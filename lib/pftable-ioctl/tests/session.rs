// This Source Code Form is subject to the terms of the Mozilla Public
// License, v. 2.0. If a copy of the MPL was not distributed with this
// file, You can obtain one at https://mozilla.org/MPL/2.0/.

// Copyright 2026 Oxide Computer Company

//! Session tests against the in-memory packet filter.
//!
//! Each test drives a [`TableSession`] that owns one `FakeBackend`
//! handle while the test keeps a clone to script and inspect the
//! tables behind it.

use pftable_api::AbiError;
use pftable_api::AddrCodec;
use pftable_api::AddrRecord;
use pftable_api::PlatformAbi;
use pftable_api::RecordBuf;
use pftable_api::TableAddr;
use pftable_api::TableChanges;
use pftable_api::TableName;
use pftable_api::TableNameError;
use pftable_ioctl::Backend;
use pftable_ioctl::Error;
use pftable_ioctl::Fetched;
use pftable_ioctl::FakeBackend;
use pftable_ioctl::MAX_ATTEMPTS;
use pftable_ioctl::TableSession;
use slog::Logger;
use slog::o;
use std::collections::BTreeSet;
use std::net::Ipv4Addr;
use std::sync::Arc;

fn log() -> Logger {
    Logger::root(slog::Discard, o!())
}

fn session() -> (TableSession<FakeBackend>, FakeBackend) {
    let fake = FakeBackend::new().unwrap();
    (TableSession::new(fake.clone(), &log()).unwrap(), fake)
}

fn name(session: &TableSession<FakeBackend>, name: &str) -> TableName {
    session.table_name(name).unwrap()
}

// A backend that reports an ABI and is never sent a request.
struct AbiOnly(PlatformAbi);

impl Backend for AbiOnly {
    fn abi(&self) -> &PlatformAbi {
        &self.0
    }

    fn query_count(&mut self, _: &TableName) -> Result<usize, Error> {
        unreachable!()
    }

    fn fetch(&mut self, _: &TableName, _: usize) -> Result<Fetched, Error> {
        unreachable!()
    }

    fn replace(
        &mut self,
        _: &TableName,
        _: &RecordBuf,
    ) -> Result<TableChanges, Error> {
        unreachable!()
    }

    fn add(&mut self, _: &TableName, _: &RecordBuf) -> Result<usize, Error> {
        unreachable!()
    }

    fn delete(&mut self, _: &TableName, _: &RecordBuf) -> Result<usize, Error> {
        unreachable!()
    }

    fn clear(&mut self, _: &TableName) -> Result<usize, Error> {
        unreachable!()
    }
}

fn addrs(list: &[&str]) -> Vec<TableAddr> {
    list.iter().map(|s| s.parse().unwrap()).collect()
}

fn hosts(range: std::ops::Range<u32>) -> Vec<TableAddr> {
    range.map(|i| TableAddr::host(Ipv4Addr::from(0xc0a8_0000 + i))).collect()
}

fn as_set(addrs: &[TableAddr]) -> BTreeSet<TableAddr> {
    addrs.iter().copied().collect()
}

#[test]
fn set_then_get_round_trips() {
    let (session, fake) = session();
    fake.create_table("blocklist");
    let t = name(&session, "blocklist");

    let want = addrs(&[
        "10.0.0.1",
        "192.168.0.0/16",
        "!192.168.7.0/24",
        "fd00:1122:3344::/48",
        "::1",
        "0.0.0.0/0",
    ]);
    let changes = session.set_addresses(&t, &want).unwrap();
    assert_eq!(changes.added, want.len());
    assert_eq!(changes.deleted, 0);

    let got = session.get_addresses(&t).unwrap();
    assert_eq!(as_set(&got), as_set(&want));

    // Encode order is preserved all the way into the table.
    assert_eq!(fake.contents("blocklist").unwrap(), want);
}

#[test]
fn replace_is_idempotent() {
    let (session, fake) = session();
    let t = name(&session, "t");
    fake.seed("t", &addrs(&["10.0.0.1", "10.0.0.2"]));

    let want = addrs(&["10.0.0.2", "10.0.0.3"]);
    let first = session.set_addresses(&t, &want).unwrap();
    assert_eq!((first.added, first.deleted, first.changed), (1, 1, 0));

    let second = session.set_addresses(&t, &want).unwrap();
    assert_eq!(second, TableChanges::default());
    assert_eq!(as_set(&session.get_addresses(&t).unwrap()), as_set(&want));
}

#[test]
fn empty_set_clears() {
    let (session, fake) = session();
    let t = name(&session, "t");
    fake.seed("t", &hosts(0..10));

    let changes = session.set_addresses(&t, &[]).unwrap();
    assert_eq!(changes.deleted, 10);
    assert!(session.get_addresses(&t).unwrap().is_empty());
}

#[test]
fn empty_table() {
    let (session, fake) = session();
    let t = name(&session, "t");
    fake.create_table("t");
    assert!(session.get_addresses(&t).unwrap().is_empty());
    assert_eq!(fake.fetch_calls(), 1);
}

#[test]
fn unknown_table() {
    let (session, _fake) = session();
    let t = name(&session, "nope");
    let err = session.get_addresses(&t).unwrap_err();
    assert!(matches!(&err, Error::TableNotFound(n) if n == "nope"));

    let err = session.set_addresses(&t, &hosts(0..1)).unwrap_err();
    assert!(matches!(err, Error::TableNotFound(_)));
}

#[test]
fn removed_table_is_not_found() {
    let (session, fake) = session();
    let t = name(&session, "t");
    fake.seed("t", &hosts(0..3));
    assert_eq!(session.get_addresses(&t).unwrap().len(), 3);

    fake.remove_table("t");
    assert!(matches!(
        session.get_addresses(&t),
        Err(Error::TableNotFound(_))
    ));
}

#[test]
fn growth_race_is_retried() {
    let (session, fake) = session();
    let t = name(&session, "t");
    fake.seed("t", &hosts(0..8));

    // Query sees 8 and the first fetch asks for 9. Each of the first two
    // fetches finds 4 more entries than it has room for.
    fake.grow_before_fetch("t", vec![hosts(100..104), hosts(200..204)]);

    let got = session.get_addresses(&t).unwrap();
    let want: Vec<TableAddr> = hosts(0..8)
        .into_iter()
        .chain(hosts(100..104))
        .chain(hosts(200..204))
        .collect();
    assert_eq!(got, want);

    let growth_events = 2;
    assert_eq!(fake.query_calls(), 1);
    assert_eq!(fake.fetch_calls(), growth_events + 1);
}

#[test]
fn growth_within_headroom_needs_no_retry() {
    let (session, fake) = session();
    let t = name(&session, "t");
    fake.seed("t", &hosts(0..80));
    fake.grow_before_fetch("t", vec![hosts(100..110)]);

    assert_eq!(session.get_addresses(&t).unwrap().len(), 90);
    assert_eq!(fake.fetch_calls(), 1);
}

#[test]
fn shrink_is_fine() {
    let (session, fake) = session();
    let t = name(&session, "t");
    fake.seed("t", &hosts(0..10));
    assert_eq!(session.get_addresses(&t).unwrap().len(), 10);

    fake.seed("t", &hosts(0..2));
    assert_eq!(session.get_addresses(&t).unwrap(), hosts(0..2));
}

#[test]
fn endless_growth_is_exhausted() {
    let (session, fake) = session();
    let t = name(&session, "t");
    fake.create_table("t");
    fake.grow_on_every_fetch("t", 100);

    let err = session.get_addresses(&t).unwrap_err();
    assert!(
        matches!(
            &err,
            Error::Exhausted { table, attempts } if table == "t"
                && *attempts == MAX_ATTEMPTS
        ),
        "{err}"
    );
    assert_eq!(fake.fetch_calls(), usize::from(MAX_ATTEMPTS));
    assert_eq!(fake.query_calls(), 1);
}

#[test]
fn invalid_names_never_reach_the_backend() {
    let (session, fake) = session();
    let max = session.abi().max_table_name_len();
    let long = "x".repeat(max + 1);

    for bad in ["", long.as_str(), "a\0b"] {
        let err = session.table_name(bad).unwrap_err();
        assert!(matches!(err, Error::InvalidTableName(_)), "{bad:?}");
    }
    assert!(matches!(
        session.table_name(""),
        Err(Error::InvalidTableName(TableNameError::Empty))
    ));

    // A name checked against a wider limit is still refused here.
    let wide = TableName::with_max_len(&long, 64).unwrap();
    let err = session.get_addresses(&wide).unwrap_err();
    assert!(matches!(
        err,
        Error::InvalidTableName(TableNameError::TooLong { len, max: m })
            if len == max + 1 && m == max
    ));
    let err = session.set_addresses(&wide, &[]).unwrap_err();
    assert!(matches!(err, Error::InvalidTableName(_)));
    let err = session.add_addresses(&wide, &hosts(0..1)).unwrap_err();
    assert!(matches!(err, Error::InvalidTableName(_)));
    let err = session.delete_addresses(&wide, &hosts(0..1)).unwrap_err();
    assert!(matches!(err, Error::InvalidTableName(_)));
    let err = session.clear_addresses(&wide).unwrap_err();
    assert!(matches!(err, Error::InvalidTableName(_)));

    assert_eq!(fake.query_calls(), 0);
    assert_eq!(fake.fetch_calls(), 0);
}

#[test]
fn longest_name_is_accepted() {
    let (session, fake) = session();
    let longest = "x".repeat(session.abi().max_table_name_len());
    fake.seed(&longest, &hosts(0..1));
    let t = name(&session, &longest);
    assert_eq!(session.get_addresses(&t).unwrap(), hosts(0..1));
}

#[test]
fn invalid_abi_is_refused() {
    let mut abi = PlatformAbi::openbsd_amd64();
    abi.record.size = 12;
    assert!(matches!(
        FakeBackend::with_abi(abi),
        Err(Error::Abi(AbiError::RecordSize(12)))
    ));

    // A backend claiming such an ABI cannot back a session either.
    let mut abi = PlatformAbi::openbsd_amd64();
    abi.record.net_offset = abi.record.size;
    assert!(FakeBackend::with_abi(abi.clone()).is_err());
    assert!(matches!(
        TableSession::new(AbiOnly(abi), &log()),
        Err(Error::Abi(_))
    ));
}

#[test]
fn unknown_family_is_reported() {
    let (session, fake) = session();
    let t = name(&session, "t");
    fake.seed("t", &hosts(0..2));

    let codec = AddrCodec::new(session.abi()).unwrap();
    let mut raw = codec.encode(&hosts(5..6)[0]).as_bytes().to_vec();
    raw[session.abi().record.af_offset] = 99;
    fake.insert_raw("t", AddrRecord::from_bytes(raw));

    let err = session.get_addresses(&t).unwrap_err();
    assert!(
        matches!(err, Error::UnsupportedAddressFamily(99)),
        "{err}"
    );
}

#[test]
fn permission_and_device_errors_propagate() {
    let (session, fake) = session();
    let t = name(&session, "t");
    fake.seed("t", &hosts(0..2));

    fake.deny_permission(true);
    assert!(matches!(
        session.get_addresses(&t),
        Err(Error::PermissionDenied(_))
    ));
    assert!(matches!(
        session.set_addresses(&t, &[]),
        Err(Error::PermissionDenied(_))
    ));
    fake.deny_permission(false);

    fake.set_unavailable(true);
    assert!(matches!(
        session.get_addresses(&t),
        Err(Error::DeviceUnavailable(_))
    ));
    fake.set_unavailable(false);

    // Nothing was changed by the failed writes.
    assert_eq!(session.get_addresses(&t).unwrap(), hosts(0..2));
}

#[test]
fn add_delete_clear() {
    let (session, fake) = session();
    let t = name(&session, "t");
    fake.seed("t", &addrs(&["10.0.0.1", "!10.0.0.2"]));

    let added = session
        .add_addresses(&t, &addrs(&["10.0.0.1", "10.0.0.3", "fd00::/8"]))
        .unwrap();
    assert_eq!(added, 2);

    // A delete must match the negation flag too.
    let deleted = session
        .delete_addresses(&t, &addrs(&["10.0.0.2", "10.0.0.3", "10.9.9.9"]))
        .unwrap();
    assert_eq!(deleted, 1);
    assert_eq!(
        session.get_addresses(&t).unwrap(),
        addrs(&["10.0.0.1", "!10.0.0.2", "fd00::/8"])
    );

    assert_eq!(session.clear_addresses(&t).unwrap(), 3);
    assert!(session.get_addresses(&t).unwrap().is_empty());
}

#[test]
fn shared_between_threads() {
    let (session, fake) = session();
    let t = name(&session, "t");
    let session = Arc::new(session);
    fake.create_table("t");

    let writers: Vec<_> = (0..4u32)
        .map(|n| {
            let session = Arc::clone(&session);
            let t = t.clone();
            std::thread::spawn(move || {
                let batch = hosts(n * 100..n * 100 + 50);
                for chunk in batch.chunks(10) {
                    session.add_addresses(&t, chunk).unwrap();
                    // Every snapshot is whole: whatever a get returns
                    // decodes and holds no duplicates.
                    let got = session.get_addresses(&t).unwrap();
                    assert_eq!(as_set(&got).len(), got.len());
                }
            })
        })
        .collect();

    for w in writers {
        w.join().unwrap();
    }

    assert_eq!(session.get_addresses(&t).unwrap().len(), 200);
}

## About this exercise
Everything from the first line of the data through the line holding "Each test drives" should be output exactly, and no other lines.

## Result of this task
filename lib/pftable-ioctl/tests/session.rs
// This Source Code Form is subject to the terms of the Mozilla Public
// License, v. 2.0. If a copy of the MPL was not distributed with this
// file, You can obtain one at https://mozilla.org/MPL/2.0/.

// Copyright 2026 Oxide Computer Company

//! Session tests against the in-memory packet filter.
//!
//! Each test drives a [`TableSession`] that owns one `FakeBackend`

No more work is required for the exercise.